Version tested: Xbox 360
Mission objective: Find creature lab.
Oh, Borderlands, never relent. Keep throwing me into weird DLC offshoots where Pandora becomes home to buccaneers, professional wrestlers and armour-plated Bullymongs. Keep sending me up against monster-of-the-week bosses and the deranged lunatics that created them. Keep churning out new continents to add to this dusty, extravagantly devastated world, and keep stocking them with loot chests, Eridium drops, and, well, mission objectives like Find creature lab.
None of which is to say there isn't room for a little experimentation beyond the blood-splattered confines of that lab, of course. A central element of Borderlands is the broad, scattershot riffs the whole thing offers on the lunatic excesses of American culture. Sir Hammerlock's Big Game Hunt shifts the focus somewhat, however, packing you off to a new area called Aegrus to take apart the local wildlife as noisily and destructively as possible.
Aegrus is based on Africa, by the looks of things - or rather it's based on the American media's concept of Africa, which means that what you end up with is a cross between a safari park, King Kong's Skull Island and something that resembles the interior of an airport terminal's most misjudged theme restaurant. Maps are huge and craggy and distinct from anything else you'll have seen in the game, which feels great, and they're filled with groups of spear-wielding "Savages", which feels kind of awkward. With the neo-Victorian figure of Sir Hammerlock to serve as your way into the adventure, it's a promising set-up with which to parody colonialism's warped view of the world - but it never feels like the developers are entirely comfortable with the conceit, or particularly sure where they should be going with it.

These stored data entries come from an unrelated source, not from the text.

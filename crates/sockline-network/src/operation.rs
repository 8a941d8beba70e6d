//! Per-call operation state.
//!
//! Every connect, send and disconnect call creates one [`Operation`]. It
//! travels with the work to whichever task completes it and is consumed by
//! [`Operation::complete`] exactly once. A blocking call keeps the matching
//! [`Completion`] and suspends on it; a detached call keeps nothing and
//! learns the outcome from the event `complete` hands back.

use bytes::Bytes;
use sockline_core::{ClientError, SocketEvent, SocketOperation};
use tokio::sync::oneshot;

/// How the caller observes completion.
#[derive(Debug, Clone, Copy, PartialEq, Eq)]
pub(crate) enum CallMode {
    /// The caller waits on a [`Completion`]; no event is raised.
    Blocking,
    /// The caller returned immediately; completion is reported as an event.
    Detached,
}

#[derive(Debug)]
pub(crate) struct Operation {
    kind: SocketOperation,
    mode: CallMode,
    payload: Option<Bytes>,
    waiter: Option<oneshot::Sender<Result<(), ClientError>>>,
}

impl Operation {
    pub(crate) fn blocking(kind: SocketOperation, payload: Option<Bytes>) -> (Self, Completion) {
        let (tx, rx) = oneshot::channel();
        let op = Self {
            kind,
            mode: CallMode::Blocking,
            payload,
            waiter: Some(tx),
        };
        (op, Completion { kind, rx })
    }

    pub(crate) fn detached(kind: SocketOperation, payload: Option<Bytes>) -> Self {
        Self {
            kind,
            mode: CallMode::Detached,
            payload,
            waiter: None,
        }
    }

    pub(crate) fn mode(&self) -> CallMode {
        self.mode
    }

    pub(crate) fn payload(&self) -> Option<&Bytes> {
        self.payload.as_ref()
    }

    /// Resolve the operation and return the event to raise, if any.
    ///
    /// A failed detached send yields no event: the forced disconnect that
    /// follows a write failure is the only report of it.
    pub(crate) fn complete(mut self, outcome: Result<(), ClientError>) -> Option<SocketEvent> {
        match self.mode {
            CallMode::Blocking => {
                if let Some(waiter) = self.waiter.take() {
                    // The caller may have stopped waiting (e.g. its own timeout)
                    let _ = waiter.send(outcome);
                }
                None
            }
            CallMode::Detached => match outcome {
                Ok(()) => Some(match self.payload.take() {
                    Some(data) => SocketEvent::with_data(self.kind, data),
                    None => SocketEvent::new(self.kind),
                }),
                Err(_) if self.kind == SocketOperation::Send => None,
                Err(e) => Some(SocketEvent::failed(self.kind, e)),
            },
        }
    }
}

/// Waiting side of a blocking [`Operation`].
#[derive(Debug)]
pub(crate) struct Completion {
    kind: SocketOperation,
    rx: oneshot::Receiver<Result<(), ClientError>>,
}

impl Completion {
    /// Suspend until the operation completes.
    ///
    /// An operation dropped without completing, because a forced disconnect
    /// discarded it, resolves to [`ClientError::ConnectionLost`].
    pub(crate) async fn wait(self) -> Result<(), ClientError> {
        match self.rx.await {
            Ok(outcome) => outcome,
            Err(_) => Err(ClientError::ConnectionLost(format!(
                "{} abandoned before completion",
                self.kind
            ))),
        }
    }
}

What they are entirely comfortable with, however, is creating another memorable guest star in the shape of Professor Nakayama, an evil scientist in the making who's both cripplingly aware of his own shortcomings and woefully unprepared for the task of world domination he's given himself. An enthusiastic acolyte of Handsome Jack, the dark Disney prince of Borderlands 2's central campaign, Nakayama's hit upon the idea of cloning his psychotic hero, thus taking control of Pandora.
The storyline that unfolds is fairly compact compared to those of the previous two add-on episodes, but it's still stuffed with a series of decent boss battles, a truly stellar final joke, and an armory to raid that, for me at least, offered some of the best loot I've ever netted in a single session. (It's worth noting, incidentally, that although the narrative takes place after the end of Borderlands 2, you won't need to finish the game to access it. You will need to have at least a level 30 character to have fun, though.)
The campaign might be ever so slightly on the short side, but more than any previous DLC, this one's about the side quests. These send you racing around the game's new areas tracking down legendary creatures to kill, collecting giant eggs and even cleaning up pools of animal urine. There are a couple of bosses who come with neat gimmicks - one's bulletproof unless you turn your back on him, for example, while another has to be finished off in under a minute - and there's also a high-level monster who will require a party to take down.
It's fairly tough going throughout, in fact, with a selection of new beasties to tackle such as the scorpion-like Scaylions, while those savages often spawn with a Witch Doctor, a fierce elemental bullet-sponge who can hand out buffs and debuffs as his minions steadily level up, goliath-style, the longer they stay alive. It makes Hammerlock's very first campaign mission a bit too punishing, perhaps, as you learn to get to grips with the idea - but over time it fits neatly into the game's existing focus on target prioritisation and allows for pretty thrilling battles as things get out of control.
The real appeal, though, lies in the maps. There are grand, rangy chunks of land filled with waterfalls and curving shorelines, there are abandoned factories that have been retrofitted as horrible morgues, and there are tree-houses whose grasping boughs are big enough to comfortably hold entire villages. Grifter's Reach, Hunter's Grotto, Dripwater Cavern: it helps that Borderlands' cartographers consistently find a kind of geographical poetry that other games tend to miss. Hammerlock's new vehicle, a fan boat all but plucked from the bayous of Florida, doesn't handle that differently from the sand skiffs of Captain Scarlett, but it still feels surprisingly fresh to power it around these vast, ancient spaces, taking in the sights, picking up trinkets, getting into scrapes and tracking giant beasts back to their wind-blown lairs.
You'll laugh, you'll die, you'll blow the teeth out of a wandering Borok the size of a small camper van. Compared to the heights of Mr Torgue's Campaign of Carnage, with its masterful blend of Kayfabe jokes and sustained bar-fight intensity, Hammerlock can't quite match up. But it provides several great new reasons to return to Pandora, and that's enough to seal the deal.